= Beginning of Section =

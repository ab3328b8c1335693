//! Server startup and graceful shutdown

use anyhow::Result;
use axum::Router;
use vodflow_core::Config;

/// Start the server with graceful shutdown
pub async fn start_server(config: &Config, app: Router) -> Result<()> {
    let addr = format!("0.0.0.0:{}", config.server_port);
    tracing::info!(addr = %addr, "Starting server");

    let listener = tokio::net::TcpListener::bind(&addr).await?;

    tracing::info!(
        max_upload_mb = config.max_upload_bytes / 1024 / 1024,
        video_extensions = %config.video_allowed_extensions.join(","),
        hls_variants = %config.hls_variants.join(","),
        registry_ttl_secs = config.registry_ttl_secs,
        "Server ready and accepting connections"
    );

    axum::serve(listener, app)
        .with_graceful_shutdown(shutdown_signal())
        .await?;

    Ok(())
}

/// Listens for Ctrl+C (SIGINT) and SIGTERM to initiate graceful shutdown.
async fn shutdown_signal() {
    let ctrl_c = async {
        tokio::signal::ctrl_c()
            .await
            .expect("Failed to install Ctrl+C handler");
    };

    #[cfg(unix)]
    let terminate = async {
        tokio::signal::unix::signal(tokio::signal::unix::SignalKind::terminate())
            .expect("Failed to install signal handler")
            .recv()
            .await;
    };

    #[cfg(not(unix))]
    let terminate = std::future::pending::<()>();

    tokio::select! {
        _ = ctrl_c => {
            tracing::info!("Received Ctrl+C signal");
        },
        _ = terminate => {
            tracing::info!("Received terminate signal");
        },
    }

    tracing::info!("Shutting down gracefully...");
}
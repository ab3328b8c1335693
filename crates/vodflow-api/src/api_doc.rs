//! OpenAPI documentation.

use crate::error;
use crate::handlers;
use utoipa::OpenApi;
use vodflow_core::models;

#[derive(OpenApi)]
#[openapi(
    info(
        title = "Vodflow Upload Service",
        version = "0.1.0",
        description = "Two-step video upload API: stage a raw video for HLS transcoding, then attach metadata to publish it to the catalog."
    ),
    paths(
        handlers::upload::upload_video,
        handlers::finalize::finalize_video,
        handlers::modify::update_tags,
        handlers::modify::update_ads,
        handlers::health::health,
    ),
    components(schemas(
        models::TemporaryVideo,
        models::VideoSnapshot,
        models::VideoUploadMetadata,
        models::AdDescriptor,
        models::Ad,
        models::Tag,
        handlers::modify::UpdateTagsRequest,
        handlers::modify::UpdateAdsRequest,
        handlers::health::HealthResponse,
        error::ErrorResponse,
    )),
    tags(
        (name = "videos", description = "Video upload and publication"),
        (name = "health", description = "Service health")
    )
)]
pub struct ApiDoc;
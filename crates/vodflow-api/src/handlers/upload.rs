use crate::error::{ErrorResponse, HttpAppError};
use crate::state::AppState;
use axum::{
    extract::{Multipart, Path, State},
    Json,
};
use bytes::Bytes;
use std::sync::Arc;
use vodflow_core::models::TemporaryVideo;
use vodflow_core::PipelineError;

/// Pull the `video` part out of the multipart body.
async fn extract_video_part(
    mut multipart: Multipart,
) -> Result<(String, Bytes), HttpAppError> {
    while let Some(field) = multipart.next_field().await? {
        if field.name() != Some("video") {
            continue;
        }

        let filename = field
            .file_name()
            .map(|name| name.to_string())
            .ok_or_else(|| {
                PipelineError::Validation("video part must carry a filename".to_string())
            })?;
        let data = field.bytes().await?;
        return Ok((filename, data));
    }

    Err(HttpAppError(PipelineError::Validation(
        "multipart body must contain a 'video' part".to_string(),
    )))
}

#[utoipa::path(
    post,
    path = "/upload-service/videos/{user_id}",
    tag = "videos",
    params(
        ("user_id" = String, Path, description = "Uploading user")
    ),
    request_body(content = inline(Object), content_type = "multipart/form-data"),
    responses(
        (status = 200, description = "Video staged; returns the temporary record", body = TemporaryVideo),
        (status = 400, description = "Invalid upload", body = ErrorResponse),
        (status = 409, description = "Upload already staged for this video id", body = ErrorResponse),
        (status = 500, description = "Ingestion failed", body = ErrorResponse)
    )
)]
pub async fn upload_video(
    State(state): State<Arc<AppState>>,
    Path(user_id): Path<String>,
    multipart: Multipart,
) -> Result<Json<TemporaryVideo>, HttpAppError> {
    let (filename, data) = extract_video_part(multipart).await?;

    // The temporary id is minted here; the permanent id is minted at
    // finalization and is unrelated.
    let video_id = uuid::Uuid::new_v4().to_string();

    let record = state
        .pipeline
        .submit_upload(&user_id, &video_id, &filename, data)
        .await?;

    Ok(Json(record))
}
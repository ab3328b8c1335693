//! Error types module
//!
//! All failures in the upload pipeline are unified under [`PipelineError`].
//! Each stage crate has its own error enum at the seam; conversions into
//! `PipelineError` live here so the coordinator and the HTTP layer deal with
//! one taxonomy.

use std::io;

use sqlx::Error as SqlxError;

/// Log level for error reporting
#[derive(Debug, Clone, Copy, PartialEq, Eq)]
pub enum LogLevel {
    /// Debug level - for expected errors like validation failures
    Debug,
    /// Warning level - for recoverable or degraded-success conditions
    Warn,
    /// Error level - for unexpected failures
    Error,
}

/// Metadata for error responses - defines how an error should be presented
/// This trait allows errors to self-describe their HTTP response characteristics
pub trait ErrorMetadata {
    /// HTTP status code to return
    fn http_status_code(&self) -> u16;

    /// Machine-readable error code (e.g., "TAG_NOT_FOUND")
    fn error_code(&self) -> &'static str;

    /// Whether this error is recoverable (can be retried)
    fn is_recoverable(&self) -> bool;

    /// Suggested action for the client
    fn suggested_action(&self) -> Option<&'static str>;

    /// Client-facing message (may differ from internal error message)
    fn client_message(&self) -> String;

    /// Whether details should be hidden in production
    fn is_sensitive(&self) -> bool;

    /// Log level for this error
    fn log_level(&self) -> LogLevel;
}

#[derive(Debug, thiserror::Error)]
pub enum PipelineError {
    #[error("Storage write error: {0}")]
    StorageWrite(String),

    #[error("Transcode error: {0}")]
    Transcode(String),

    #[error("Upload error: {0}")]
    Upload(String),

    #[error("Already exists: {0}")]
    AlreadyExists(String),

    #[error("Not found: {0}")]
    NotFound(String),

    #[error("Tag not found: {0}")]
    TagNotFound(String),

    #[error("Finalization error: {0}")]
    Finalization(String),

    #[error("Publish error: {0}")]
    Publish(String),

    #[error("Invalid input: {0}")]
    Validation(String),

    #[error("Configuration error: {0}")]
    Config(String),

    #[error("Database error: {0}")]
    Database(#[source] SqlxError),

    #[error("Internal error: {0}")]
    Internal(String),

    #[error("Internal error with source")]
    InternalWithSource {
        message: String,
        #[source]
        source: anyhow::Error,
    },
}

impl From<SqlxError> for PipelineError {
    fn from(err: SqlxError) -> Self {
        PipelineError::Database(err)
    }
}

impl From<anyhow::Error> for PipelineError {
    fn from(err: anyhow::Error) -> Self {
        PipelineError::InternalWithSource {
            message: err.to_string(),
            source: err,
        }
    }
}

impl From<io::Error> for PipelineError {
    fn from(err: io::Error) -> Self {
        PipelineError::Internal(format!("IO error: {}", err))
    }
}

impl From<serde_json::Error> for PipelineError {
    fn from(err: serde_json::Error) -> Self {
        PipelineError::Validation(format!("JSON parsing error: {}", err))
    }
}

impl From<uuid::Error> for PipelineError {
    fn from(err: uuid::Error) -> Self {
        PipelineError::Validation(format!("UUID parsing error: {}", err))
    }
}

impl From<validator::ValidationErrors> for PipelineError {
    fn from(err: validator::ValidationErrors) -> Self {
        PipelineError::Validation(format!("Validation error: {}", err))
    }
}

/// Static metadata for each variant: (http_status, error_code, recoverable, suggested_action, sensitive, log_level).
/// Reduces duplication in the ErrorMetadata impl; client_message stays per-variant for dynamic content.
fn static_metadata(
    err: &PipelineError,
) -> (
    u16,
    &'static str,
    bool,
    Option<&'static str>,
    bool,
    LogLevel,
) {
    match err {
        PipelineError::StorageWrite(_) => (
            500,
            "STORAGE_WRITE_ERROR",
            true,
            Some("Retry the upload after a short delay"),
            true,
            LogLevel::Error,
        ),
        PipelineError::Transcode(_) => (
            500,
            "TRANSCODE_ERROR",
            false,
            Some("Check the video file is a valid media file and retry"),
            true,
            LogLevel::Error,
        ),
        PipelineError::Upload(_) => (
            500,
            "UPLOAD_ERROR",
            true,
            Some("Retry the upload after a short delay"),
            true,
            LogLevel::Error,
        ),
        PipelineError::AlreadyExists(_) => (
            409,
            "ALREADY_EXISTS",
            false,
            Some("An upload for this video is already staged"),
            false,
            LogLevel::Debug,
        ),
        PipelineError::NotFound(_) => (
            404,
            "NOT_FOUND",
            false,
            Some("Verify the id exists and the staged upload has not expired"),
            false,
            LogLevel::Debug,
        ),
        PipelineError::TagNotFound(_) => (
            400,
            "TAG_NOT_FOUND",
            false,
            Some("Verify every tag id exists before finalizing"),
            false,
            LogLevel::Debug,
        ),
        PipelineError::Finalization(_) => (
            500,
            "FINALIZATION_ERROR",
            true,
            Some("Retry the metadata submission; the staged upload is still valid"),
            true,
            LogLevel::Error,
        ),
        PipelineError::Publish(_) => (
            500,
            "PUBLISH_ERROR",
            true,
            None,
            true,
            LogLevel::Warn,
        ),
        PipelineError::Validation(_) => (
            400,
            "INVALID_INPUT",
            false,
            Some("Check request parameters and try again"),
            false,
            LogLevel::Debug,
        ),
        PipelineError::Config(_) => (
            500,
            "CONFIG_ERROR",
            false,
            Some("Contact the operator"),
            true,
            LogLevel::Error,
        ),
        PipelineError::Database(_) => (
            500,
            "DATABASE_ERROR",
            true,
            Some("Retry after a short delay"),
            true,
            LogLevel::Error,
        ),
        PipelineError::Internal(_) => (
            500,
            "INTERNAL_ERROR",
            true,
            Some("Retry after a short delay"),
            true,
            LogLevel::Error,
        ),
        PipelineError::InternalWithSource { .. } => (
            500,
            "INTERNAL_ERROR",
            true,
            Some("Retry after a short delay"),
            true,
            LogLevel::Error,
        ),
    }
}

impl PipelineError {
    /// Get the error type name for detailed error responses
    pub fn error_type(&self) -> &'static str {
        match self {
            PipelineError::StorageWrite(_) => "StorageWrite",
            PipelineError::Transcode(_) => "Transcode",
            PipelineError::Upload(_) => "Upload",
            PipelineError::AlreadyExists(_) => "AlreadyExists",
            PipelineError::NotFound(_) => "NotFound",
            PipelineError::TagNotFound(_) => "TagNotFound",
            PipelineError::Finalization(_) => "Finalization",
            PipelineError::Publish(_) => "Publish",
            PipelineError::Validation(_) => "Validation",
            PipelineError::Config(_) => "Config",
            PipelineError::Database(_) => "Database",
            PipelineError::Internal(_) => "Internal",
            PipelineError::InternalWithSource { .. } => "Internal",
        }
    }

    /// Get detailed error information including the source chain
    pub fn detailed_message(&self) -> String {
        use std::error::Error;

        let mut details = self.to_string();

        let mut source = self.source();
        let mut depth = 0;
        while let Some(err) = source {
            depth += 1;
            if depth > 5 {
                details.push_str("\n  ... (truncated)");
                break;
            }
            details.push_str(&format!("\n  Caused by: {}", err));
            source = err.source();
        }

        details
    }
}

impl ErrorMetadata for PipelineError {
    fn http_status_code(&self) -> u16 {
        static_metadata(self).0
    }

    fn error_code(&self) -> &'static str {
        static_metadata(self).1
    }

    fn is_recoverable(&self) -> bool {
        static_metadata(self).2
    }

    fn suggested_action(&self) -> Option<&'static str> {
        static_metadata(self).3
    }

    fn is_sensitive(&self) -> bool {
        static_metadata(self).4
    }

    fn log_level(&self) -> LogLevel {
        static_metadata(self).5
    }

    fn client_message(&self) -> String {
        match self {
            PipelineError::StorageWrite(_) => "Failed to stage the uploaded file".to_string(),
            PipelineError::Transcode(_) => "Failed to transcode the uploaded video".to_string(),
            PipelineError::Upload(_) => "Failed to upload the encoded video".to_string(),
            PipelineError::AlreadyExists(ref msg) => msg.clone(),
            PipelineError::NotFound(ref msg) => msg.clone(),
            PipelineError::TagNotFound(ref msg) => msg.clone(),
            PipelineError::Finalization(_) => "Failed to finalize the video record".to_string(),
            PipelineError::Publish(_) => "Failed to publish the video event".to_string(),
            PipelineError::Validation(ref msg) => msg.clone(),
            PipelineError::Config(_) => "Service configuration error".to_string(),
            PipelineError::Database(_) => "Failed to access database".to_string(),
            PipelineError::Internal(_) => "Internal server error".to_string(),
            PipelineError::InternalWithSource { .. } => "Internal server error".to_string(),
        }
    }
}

= End of Section =
= Beginning of Section =

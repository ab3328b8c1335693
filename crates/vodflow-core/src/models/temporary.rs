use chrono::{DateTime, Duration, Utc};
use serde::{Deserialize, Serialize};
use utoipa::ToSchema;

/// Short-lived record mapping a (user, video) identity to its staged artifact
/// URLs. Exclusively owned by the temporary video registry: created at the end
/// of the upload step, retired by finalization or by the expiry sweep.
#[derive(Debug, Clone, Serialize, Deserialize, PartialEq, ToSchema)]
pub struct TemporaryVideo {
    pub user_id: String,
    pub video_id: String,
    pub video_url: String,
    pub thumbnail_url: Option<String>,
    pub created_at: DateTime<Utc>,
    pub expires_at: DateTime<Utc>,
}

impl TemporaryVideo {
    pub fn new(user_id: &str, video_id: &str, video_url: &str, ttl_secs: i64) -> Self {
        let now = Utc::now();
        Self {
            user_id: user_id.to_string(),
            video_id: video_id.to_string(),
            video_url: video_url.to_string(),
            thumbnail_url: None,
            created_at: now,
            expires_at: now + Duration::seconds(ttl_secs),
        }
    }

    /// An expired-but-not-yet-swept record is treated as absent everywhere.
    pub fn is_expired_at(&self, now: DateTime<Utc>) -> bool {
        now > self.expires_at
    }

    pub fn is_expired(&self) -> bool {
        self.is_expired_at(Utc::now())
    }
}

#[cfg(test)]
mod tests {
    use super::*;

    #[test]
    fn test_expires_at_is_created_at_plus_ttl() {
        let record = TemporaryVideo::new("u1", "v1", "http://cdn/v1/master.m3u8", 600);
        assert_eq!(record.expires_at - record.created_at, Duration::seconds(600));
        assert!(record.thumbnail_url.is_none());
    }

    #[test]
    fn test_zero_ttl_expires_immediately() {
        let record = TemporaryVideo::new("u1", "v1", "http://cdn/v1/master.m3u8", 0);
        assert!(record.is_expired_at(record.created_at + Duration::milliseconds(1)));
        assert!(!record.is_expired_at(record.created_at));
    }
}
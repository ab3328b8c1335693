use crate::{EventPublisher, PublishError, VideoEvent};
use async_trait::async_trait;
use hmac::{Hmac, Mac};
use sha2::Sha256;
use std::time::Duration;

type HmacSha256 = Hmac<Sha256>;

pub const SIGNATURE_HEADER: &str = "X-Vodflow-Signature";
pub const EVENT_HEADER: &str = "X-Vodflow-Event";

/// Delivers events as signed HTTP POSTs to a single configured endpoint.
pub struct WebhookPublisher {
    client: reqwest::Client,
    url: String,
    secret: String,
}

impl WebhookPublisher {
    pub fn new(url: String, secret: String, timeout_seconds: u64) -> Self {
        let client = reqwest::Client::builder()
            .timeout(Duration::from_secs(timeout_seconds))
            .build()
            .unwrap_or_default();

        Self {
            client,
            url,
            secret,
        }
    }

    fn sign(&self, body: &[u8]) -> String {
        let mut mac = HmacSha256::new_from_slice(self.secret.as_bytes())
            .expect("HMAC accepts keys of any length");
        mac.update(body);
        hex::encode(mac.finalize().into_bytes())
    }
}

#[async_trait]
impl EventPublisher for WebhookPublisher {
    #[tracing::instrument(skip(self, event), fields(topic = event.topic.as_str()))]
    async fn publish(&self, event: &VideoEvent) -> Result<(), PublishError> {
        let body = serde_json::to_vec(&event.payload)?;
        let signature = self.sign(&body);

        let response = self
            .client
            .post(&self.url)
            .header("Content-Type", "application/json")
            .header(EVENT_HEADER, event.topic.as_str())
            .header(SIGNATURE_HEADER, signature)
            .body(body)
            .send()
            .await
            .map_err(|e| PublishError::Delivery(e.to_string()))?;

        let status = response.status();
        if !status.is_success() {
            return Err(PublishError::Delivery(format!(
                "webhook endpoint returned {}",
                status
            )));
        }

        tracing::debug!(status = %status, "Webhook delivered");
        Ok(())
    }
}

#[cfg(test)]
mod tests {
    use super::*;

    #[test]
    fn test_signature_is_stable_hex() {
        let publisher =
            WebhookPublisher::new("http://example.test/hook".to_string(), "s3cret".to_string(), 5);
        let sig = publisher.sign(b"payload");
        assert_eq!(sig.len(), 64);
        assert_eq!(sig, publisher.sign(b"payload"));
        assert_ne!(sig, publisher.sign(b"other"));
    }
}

= End of Section =

**WHAT IS REQUIRED**. Copy out the lines above with "Delivery" in them.

**ANSWER SECTION**.
            .map_err(|e| PublishError::Delivery(e.to_string()))?;
            return Err(PublishError::Delivery(format!(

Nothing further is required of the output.